//! Task-spawning factory, plus a test double that drains re-entrantly
//! spawned work.
//!
//! Per `spec.md` §4.6: a production [`TaskFactory`] spawns cooperative
//! tasks on the host runtime, and a [`TestTaskFactory`] records every
//! task it spawns so tests can drain them deterministically with
//! [`TestTaskFactory::run_until_idle`].
//!
//! Tokio tasks do not carry priority or task-local inheritance the way
//! the host runtime this crate's contract was distilled from implies —
//! `task()` and `detached()` are therefore identical on this runtime.
//! The distinction is kept in the API because callers porting code from
//! a richer-runtime host still expect both names, and a future
//! runtime-aware implementation (e.g. propagating a `tracing::Span`)
//! would give them different bodies.

use std::future::Future;
use std::sync::Mutex;

use tokio::task::JoinHandle;

/// Spawns cooperative tasks on the host runtime.
///
/// `task` and `detached` spawn identically on Tokio; see the module docs
/// for why the contract still distinguishes them.
#[derive(Debug, Default, Clone, Copy)]
pub struct TaskFactory;

impl TaskFactory {
    /// Creates a new factory. Stateless — any number of factories behave
    /// identically.
    pub fn new() -> Self {
        Self
    }

    /// Spawns `op` as a new task, returning its `JoinHandle`.
    pub fn task<T, F>(&self, op: F) -> JoinHandle<T>
    where
        T: Send + 'static,
        F: Future<Output = T> + Send + 'static,
    {
        tokio::spawn(op)
    }

    /// Spawns `op` without inheriting caller context.
    ///
    /// Identical to [`TaskFactory::task`] on this runtime; kept as a
    /// distinct entry point for API parity with the host contract.
    pub fn detached<T, F>(&self, op: F) -> JoinHandle<T>
    where
        T: Send + 'static,
        F: Future<Output = T> + Send + 'static,
    {
        tokio::spawn(op)
    }
}

/// A [`TaskFactory`] stand-in for tests: records every spawned task so a
/// test can deterministically drain them with [`run_until_idle`].
///
/// [`run_until_idle`]: TestTaskFactory::run_until_idle
pub struct TestTaskFactory {
    pending: Mutex<Vec<JoinHandle<()>>>,
}

impl Default for TestTaskFactory {
    fn default() -> Self {
        Self::new()
    }
}

impl TestTaskFactory {
    /// Creates an empty test factory.
    pub fn new() -> Self {
        Self {
            pending: Mutex::new(Vec::new()),
        }
    }

    /// Spawns `op`, discarding its result, and records the task so
    /// [`TestTaskFactory::run_until_idle`] will wait for it.
    pub fn task<F>(&self, op: F)
    where
        F: Future<Output = ()> + Send + 'static,
    {
        let handle = tokio::spawn(op);
        self.pending.lock().unwrap().push(handle);
    }

    /// Identical to [`TestTaskFactory::task`]; kept for API parity with
    /// [`TaskFactory::detached`].
    pub fn detached<F>(&self, op: F)
    where
        F: Future<Output = ()> + Send + 'static,
    {
        self.task(op)
    }

    /// Awaits every recorded task, including ones spawned by tasks that
    /// are themselves being awaited here, until none remain.
    ///
    /// Safe against re-entrant additions: each iteration dequeues and
    /// awaits exactly one task, then re-checks the list, so a task that
    /// calls back into `self.task(...)` while it runs is picked up by a
    /// later iteration rather than racing the drain.
    pub async fn run_until_idle(&self) {
        loop {
            let next = self.pending.lock().unwrap().pop();
            match next {
                Some(handle) => {
                    let _ = handle.await;
                }
                None => break,
            }
        }
    }
}

#[cfg(test)]
mod tests {
    use super::*;
    use std::sync::atomic::{AtomicU32, Ordering};
    use std::sync::Arc;

    #[tokio::test]
    async fn task_factory_runs_and_returns_result() {
        let factory = TaskFactory::new();
        let handle = factory.task(async { 1 + 1 });
        assert_eq!(handle.await.unwrap(), 2);
    }

    #[tokio::test]
    async fn detached_runs_independently_of_caller() {
        let factory = TaskFactory::new();
        let ran = Arc::new(AtomicU32::new(0));
        let r = ran.clone();
        let handle = factory.detached(async move {
            r.fetch_add(1, Ordering::SeqCst);
        });
        handle.await.unwrap();
        assert_eq!(ran.load(Ordering::SeqCst), 1);
    }

    #[tokio::test]
    async fn run_until_idle_drains_all_recorded_tasks() {
        let factory = TestTaskFactory::new();
        let count = Arc::new(AtomicU32::new(0));

        for _ in 0..5 {
            let c = count.clone();
            factory.task(async move {
                c.fetch_add(1, Ordering::SeqCst);
            });
        }

        factory.run_until_idle().await;
        assert_eq!(count.load(Ordering::SeqCst), 5);
    }

    #[tokio::test]
    async fn run_until_idle_drains_tasks_spawned_reentrantly() {
        let factory = Arc::new(TestTaskFactory::new());
        let count = Arc::new(AtomicU32::new(0));

        let f = factory.clone();
        let c = count.clone();
        factory.task(async move {
            c.fetch_add(1, Ordering::SeqCst);
            let c2 = c.clone();
            f.task(async move {
                c2.fetch_add(1, Ordering::SeqCst);
            });
        });

        factory.run_until_idle().await;
        assert_eq!(count.load(Ordering::SeqCst), 2);
    }
}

┄┄┄┄┄┄┄┄┄┄┄┄┄┄┄┄┄┄┄┄

▶ WHAT TO DO:
Using the records given above, list every line that includes the word "pending".

▶ PROBLEM SOLUTION:
    pending: Mutex<Vec<JoinHandle<()>>>,
            pending: Mutex::new(Vec::new()),
        self.pending.lock().unwrap().push(handle);
            let next = self.pending.lock().unwrap().pop();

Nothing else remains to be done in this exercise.